5.4 Amortization of Certain Capital Improvements. Tenant shall pay as part of Operating Expenses in the event Landlord reasonably
elects or is required to make any of the following kinds of capital improvements to the Project and the cost thereof is not the responsibility of Tenant pursuant to Section 5.3: (i) capital improvements required to be constructed in order to
comply with any Laws (including compliance with any Hazardous Materials Laws, other than where such compliance is necessitated by reason of the particular use of Hazardous Materials by any tenant or related party or in connection with the
remediation of any contamination caused by any tenant or related party, which matters are governed by Section 7.2 below) not in effect or applicable to the Project as of the Effective Date; (ii) modification of existing or construction of
additional capital improvements or building service equipment for the purpose of reducing the consumption of utility services or Operating Expenses; (iii) replacement of capital improvements or building service equipment existing as of the
Effective Date when required because of normal wear and tear; and (iv) restoration of any part of the Project that has been damaged by any peril to the extent the cost thereof is not covered by insurance proceeds actually recovered by Landlord
up to a maximum amount per occurrence of ten percent (10%) of the then replacement cost of the Project.

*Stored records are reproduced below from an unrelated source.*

//! Runtime error types for the expression evaluator.

use stencil_types::SyntaxError;
use thiserror::Error;

/// Evaluation error: a malformed expression or a runtime type failure.
#[derive(Debug, Clone, PartialEq, Error)]
pub enum EvalError {
    /// The expression never parsed.
    #[error(transparent)]
    Syntax(#[from] SyntaxError),
    /// Arithmetic or ordering on operands that have no numeric meaning.
    #[error("type mismatch: {0}")]
    TypeMismatch(String),
    /// Call syntax applied to anything; templates have no callables.
    #[error("`{0}` is not a function")]
    NotCallable(String),
}

/// Result alias for evaluator operations.
pub type EvalResult<T> = Result<T, EvalError>;
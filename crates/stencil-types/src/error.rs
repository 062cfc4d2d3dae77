use crate::Span;
use serde::{Deserialize, Serialize};
use std::path::PathBuf;
use thiserror::Error;

/// A malformed expression, reported by the lexer or parser.
///
/// Line/column positions are relative to the expression text, not the
/// enclosing template.
#[derive(Debug, Clone, PartialEq, Eq, Error, Serialize, Deserialize)]
#[error("{message} at {span}")]
pub struct SyntaxError {
    /// Human-readable error message.
    pub message: String,
    /// Location inside the expression.
    pub span: Span,
}

impl SyntaxError {
    pub fn new(message: impl Into<String>, span: Span) -> Self {
        Self {
            message: message.into(),
            span,
        }
    }
}

/// Every failure surfaced by loading, configuring or rendering templates.
///
/// All kinds are fatal to the current call; the two soft-degrade policies
/// (non-array loop sources and empty interpolations) never produce one.
#[derive(Debug, Error)]
pub enum StencilError {
    /// Invalid construction-time configuration.
    #[error("configuration error: {0}")]
    Configuration(String),

    /// Render or include target absent from the registry.
    #[error("template not found: \"{name}\"")]
    TemplateNotFound {
        /// The name as the caller requested it, before normalization.
        name: String,
    },

    /// Include target already present on the active render stack.
    #[error("cyclic include: {}", chain.join(" -> "))]
    CyclicInclude {
        /// The active include chain, ending with the repeated name.
        chain: Vec<String>,
    },

    /// The recursion ceiling was reached.
    #[error("render depth exceeded: limit is {limit}")]
    RenderDepthExceeded { limit: usize },

    /// Malformed or runtime-failing expression.
    #[error("failed to evaluate expression `{expression}`: {cause}")]
    Expression {
        /// The offending expression text.
        expression: String,
        /// The underlying syntax or runtime failure.
        cause: String,
    },

    /// A template file could not be read.
    #[error("failed to read template {}: {source}", path.display())]
    Io {
        path: PathBuf,
        #[source]
        source: std::io::Error,
    },

    /// Caller-supplied data could not be converted into a value.
    #[error("serialization error: {0}")]
    Serialization(#[from] serde_json::Error),
}

impl StencilError {
    /// Build an [`StencilError::Expression`] from the expression text and any cause.
    pub fn expression(expression: impl Into<String>, cause: impl std::fmt::Display) -> Self {
        Self::Expression {
            expression: expression.into(),
            cause: cause.to_string(),
        }
    }
}

#[cfg(test)]
mod tests {
    use super::*;

    #[test]
    fn test_syntax_error_display() {
        let err = SyntaxError::new("unexpected token ')'", Span::point(1, 1));
        assert_eq!(err.to_string(), "unexpected token ')' at 1:1");
    }

    #[test]
    fn test_template_not_found_display() {
        let err = StencilError::TemplateNotFound {
            name: "UserCard".to_string(),
        };
        assert!(err.to_string().contains("template not found"));
        assert!(err.to_string().contains("UserCard"));
    }

    #[test]
    fn test_cyclic_include_names_chain() {
        let err = StencilError::CyclicInclude {
            chain: vec!["a".into(), "b".into(), "a".into()],
        };
        assert_eq!(err.to_string(), "cyclic include: a -> b -> a");
    }

    #[test]
    fn test_expression_error_names_expression() {
        let cause = SyntaxError::new("unexpected token ')'", Span::point(1, 1));
        let err = StencilError::expression(")(", &cause);
        assert_eq!(
            err.to_string(),
            "failed to evaluate expression `)(`: unexpected token ')' at 1:1"
        );
    }

    #[test]
    fn test_io_error_has_source() {
        use std::error::Error as _;
        let err = StencilError::Io {
            path: PathBuf::from("/tmp/missing.html"),
            source: std::io::Error::new(std::io::ErrorKind::NotFound, "gone"),
        };
        assert!(err.source().is_some());
        assert!(err.to_string().contains("/tmp/missing.html"));
    }

    #[test]
    fn test_syntax_error_json_serialization() {
        let err = SyntaxError::new("expected expression", Span::new(1, 3, 1, 4));
        let json = serde_json::to_string(&err).unwrap();
        assert!(json.contains("\"message\""));
        let back: SyntaxError = serde_json::from_str(&json).unwrap();
        assert_eq!(back, err);
    }
}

The amount included in Operating Expenses with respect to each such capital improvement shall be determined as follows: 

A. All costs paid by Landlord to construct such improvements (including financing costs) shall be amortized over the useful life of such
improvement (as reasonably determined by Landlord in accordance with generally accepted accounting principles) with interest on the unamortized balance at the then prevailing market rate Landlord would pay if it borrowed funds to construct such
improvements from an institutional lender; and 
 B. The annual amount included in Operating Expenses shall be amortized once such
improvements are completed until the first to occur of (i) the expiration of the Lease Term (as it may be extended), or (ii) the end of the term over which such costs were amortized. 

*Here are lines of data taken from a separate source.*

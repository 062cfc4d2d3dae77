//! Expression parsing with full operator precedence.
//!
//! Precedence (lowest → highest):
//! 9. `? :` (conditional, right-associative)
//! 8. `??` (nullish coalescing)
//! 7. `||`
//! 6. `&&`
//! 5. `==`, `!=`, `===`, `!==`
//! 4. `<`, `>`, `<=`, `>=`
//! 3. `+`, `-`
//! 2. `*`, `/`, `%`
//! 1. unary `!`, `-`, `+`
//! 0. `.` (member), `[]` (index), `()` (call)

use stencil_lexer::token::TokenKind;
use stencil_types::ast::*;

use crate::parser::{ParseResult, Parser};

impl Parser {
    // ══════════════════════════════════════════════════════════════════════════
    // Entry Point
    // ══════════════════════════════════════════════════════════════════════════

    /// Parse an expression.
    pub(crate) fn parse_expression(&mut self) -> ParseResult<Expr> {
        self.enter()?;
        let result = self.parse_conditional();
        self.leave();
        result
    }

    // ══════════════════════════════════════════════════════════════════════════
    // Precedence Chain
    // ══════════════════════════════════════════════════════════════════════════

    /// `Conditional = Coalesce [ "?" Expression ":" Expression ]`
    fn parse_conditional(&mut self) -> ParseResult<Expr> {
        let test = self.parse_coalesce()?;
        if !self.eat(&TokenKind::Question) {
            return Ok(test);
        }
        let consequent = self.parse_expression()?;
        self.expect(&TokenKind::Colon)?;
        let alternate = self.parse_expression()?;
        let span = test.span.merge(alternate.span);
        Ok(Expr::new(
            ExprKind::Conditional {
                test: Box::new(test),
                consequent: Box::new(consequent),
                alternate: Box::new(alternate),
            },
            span,
        ))
    }

    /// `Coalesce = Or { "??" Or }`
    fn parse_coalesce(&mut self) -> ParseResult<Expr> {
        self.fold_binary(Self::parse_or, |kind| match kind {
            TokenKind::QuestionQuestion => Some(BinOp::Coalesce),
            _ => None,
        })
    }

    /// `Or = And { "||" And }`
    fn parse_or(&mut self) -> ParseResult<Expr> {
        self.fold_binary(Self::parse_and, |kind| match kind {
            TokenKind::PipePipe => Some(BinOp::Or),
            _ => None,
        })
    }

    /// `And = Equality { "&&" Equality }`
    fn parse_and(&mut self) -> ParseResult<Expr> {
        self.fold_binary(Self::parse_equality, |kind| match kind {
            TokenKind::AmpAmp => Some(BinOp::And),
            _ => None,
        })
    }

    /// `Equality = Relational { EqOp Relational }`
    fn parse_equality(&mut self) -> ParseResult<Expr> {
        self.fold_binary(Self::parse_relational, |kind| match kind {
            TokenKind::EqEq => Some(BinOp::Eq),
            TokenKind::BangEq => Some(BinOp::NotEq),
            TokenKind::EqEqEq => Some(BinOp::StrictEq),
            TokenKind::BangEqEq => Some(BinOp::StrictNotEq),
            _ => None,
        })
    }

    /// `Relational = Add { RelOp Add }`
    fn parse_relational(&mut self) -> ParseResult<Expr> {
        self.fold_binary(Self::parse_add, |kind| match kind {
            TokenKind::Less => Some(BinOp::Less),
            TokenKind::Greater => Some(BinOp::Greater),
            TokenKind::LessEq => Some(BinOp::LessEq),
            TokenKind::GreaterEq => Some(BinOp::GreaterEq),
            _ => None,
        })
    }

    /// `Add = Mul { ("+" | "-") Mul }`
    fn parse_add(&mut self) -> ParseResult<Expr> {
        self.fold_binary(Self::parse_mul, |kind| match kind {
            TokenKind::Plus => Some(BinOp::Add),
            TokenKind::Minus => Some(BinOp::Sub),
            _ => None,
        })
    }

    /// `Mul = Unary { ("*" | "/" | "%") Unary }`
    fn parse_mul(&mut self) -> ParseResult<Expr> {
        self.fold_binary(Self::parse_unary, |kind| match kind {
            TokenKind::Star => Some(BinOp::Mul),
            TokenKind::Slash => Some(BinOp::Div),
            TokenKind::Percent => Some(BinOp::Mod),
            _ => None,
        })
    }

    /// Left-associative `Operand { Op Operand }`.
    ///
    /// Every folded operand deepens the tree by one level and counts toward
    /// the nesting limit.
    fn fold_binary(
        &mut self,
        operand: fn(&mut Self) -> ParseResult<Expr>,
        operator: fn(&TokenKind) -> Option<BinOp>,
    ) -> ParseResult<Expr> {
        let mut left = operand(self)?;
        let mut folded = 0;
        let result = loop {
            let Some(op) = operator(self.peek_kind()) else {
                break Ok(left);
            };
            self.advance();
            if let Err(err) = self.enter() {
                break Err(err);
            }
            folded += 1;
            match operand(self) {
                Ok(right) => left = binary(left, op, right),
                Err(err) => break Err(err),
            }
        };
        for _ in 0..folded {
            self.leave();
        }
        result
    }

    /// `Unary = ( "!" | "-" | "+" ) Unary | Postfix`
    fn parse_unary(&mut self) -> ParseResult<Expr> {
        let start = self.current_span();
        let op = match self.peek_kind() {
            TokenKind::Bang => UnaryOp::Not,
            TokenKind::Minus => UnaryOp::Neg,
            TokenKind::Plus => UnaryOp::Plus,
            _ => return self.parse_postfix(),
        };
        self.advance();
        self.enter()?;
        let operand = self.parse_unary();
        self.leave();
        let operand = operand?;
        let span = start.merge(operand.span);
        Ok(Expr::new(
            ExprKind::Unary {
                op,
                operand: Box::new(operand),
            },
            span,
        ))
    }

    /// `Postfix = Primary { "." Name | "[" Expression "]" | "(" Args ")" }`
    ///
    /// Each postfix operator nests the expression one level deeper.
    fn parse_postfix(&mut self) -> ParseResult<Expr> {
        let expr = self.parse_primary()?;
        let mut folded = 0;
        let result = self.parse_postfix_chain(expr, &mut folded);
        for _ in 0..folded {
            self.leave();
        }
        result
    }

    fn parse_postfix_chain(&mut self, mut expr: Expr, folded: &mut usize) -> ParseResult<Expr> {
        loop {
            if !matches!(
                self.peek_kind(),
                TokenKind::Dot | TokenKind::LBracket | TokenKind::LParen
            ) {
                return Ok(expr);
            }
            self.enter()?;
            *folded += 1;
            match self.advance().kind {
                TokenKind::Dot => {
                    let property = self.expect_property_name()?;
                    let span = expr.span.merge(property.span);
                    expr = Expr::new(
                        ExprKind::Member {
                            object: Box::new(expr),
                            property,
                        },
                        span,
                    );
                }
                TokenKind::LBracket => {
                    let index = self.parse_expression()?;
                    self.expect(&TokenKind::RBracket)?;
                    let span = expr.span.merge(self.previous_span());
                    expr = Expr::new(
                        ExprKind::Index {
                            object: Box::new(expr),
                            index: Box::new(index),
                        },
                        span,
                    );
                }
                _ => {
                    let args = self.parse_list(&TokenKind::RParen)?;
                    let span = expr.span.merge(self.previous_span());
                    expr = Expr::new(
                        ExprKind::Call {
                            callee: Box::new(expr),
                            args,
                        },
                        span,
                    );
                }
            }
        }
    }

    /// A property name after `.`: identifiers and keyword literals alike.
    fn expect_property_name(&mut self) -> ParseResult<Ident> {
        let kind = self.peek_kind().clone();
        match kind {
            TokenKind::Identifier(name) => {
                let span = self.advance().span;
                Ok(Ident::new(name, span))
            }
            TokenKind::True | TokenKind::False | TokenKind::Null | TokenKind::Undefined => {
                let span = self.advance().span;
                Ok(Ident::new(kind.to_string(), span))
            }
            _ => Err(self.error_at_current(format!(
                "expected property name, got '{}'",
                self.peek_kind()
            ))),
        }
    }

    /// Comma-separated expressions up to and including `close`.
    /// A trailing comma is allowed.
    fn parse_list(&mut self, close: &TokenKind) -> ParseResult<Vec<Expr>> {
        let mut items = Vec::new();
        while !self.check_exact(close) {
            items.push(self.parse_expression()?);
            if !self.eat(&TokenKind::Comma) {
                break;
            }
        }
        self.expect(close)?;
        Ok(items)
    }

    // ══════════════════════════════════════════════════════════════════════════
    // Primary Expressions
    // ══════════════════════════════════════════════════════════════════════════

    /// Parse a primary expression.
    fn parse_primary(&mut self) -> ParseResult<Expr> {
        let start = self.current_span();
        let kind = match self.peek_kind().clone() {
            // ── Literals ────────────────────────────────────────────────
            TokenKind::NumberLit(n) => ExprKind::NumberLit(n),
            TokenKind::StringLiteral(s) => ExprKind::StringLit(s),
            TokenKind::True => ExprKind::BoolLit(true),
            TokenKind::False => ExprKind::BoolLit(false),
            TokenKind::Null => ExprKind::NullLit,
            TokenKind::Undefined => ExprKind::UndefinedLit,
            TokenKind::Identifier(name) => ExprKind::Identifier(name),

            // ── Grouping & collections ──────────────────────────────────
            TokenKind::LParen => {
                self.advance();
                let inner = self.parse_expression()?;
                self.expect(&TokenKind::RParen)?;
                let span = start.merge(self.previous_span());
                return Ok(Expr::new(ExprKind::Paren(Box::new(inner)), span));
            }
            TokenKind::LBracket => {
                self.advance();
                let items = self.parse_list(&TokenKind::RBracket)?;
                let span = start.merge(self.previous_span());
                return Ok(Expr::new(ExprKind::ArrayLit(items), span));
            }

            other => {
                return Err(self.error_at_current(format!("expected expression, got '{other}'")));
            }
        };
        self.advance();
        Ok(Expr::new(kind, start))
    }
}

fn binary(left: Expr, op: BinOp, right: Expr) -> Expr {
    let span = left.span.merge(right.span);
    Expr::new(
        ExprKind::Binary {
            left: Box::new(left),
            op,
            right: Box::new(right),
        },
        span,
    )
}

5.5 Mechanic’s Liens. Tenant shall keep the Project free from any liens and shall pay when due all bills arising out of any work
performed, materials furnished, or obligations incurred by or at the direction of Tenant or Tenant’s Agents relating to the Project. If Tenant fails to cause the release of record of any lien(s) filed against the Project (or any portion
thereof) or its leasehold interest therein by payment or posting of a proper bond within ten (10) days from the date of the lien filing(s), then Landlord may, at Tenant’s expense, cause such lien(s) to be released by any means Landlord
deems proper, including, but not limited to, payment of or defense against the claim giving rise to the lien(s). All sums disbursed, deposited or incurred by Landlord in connection with the release of the lien(s) shall be due and payable by Tenant
to Landlord on demand by Landlord, together with interest at the Agreed Interest Rate from the date of demand until paid by Tenant.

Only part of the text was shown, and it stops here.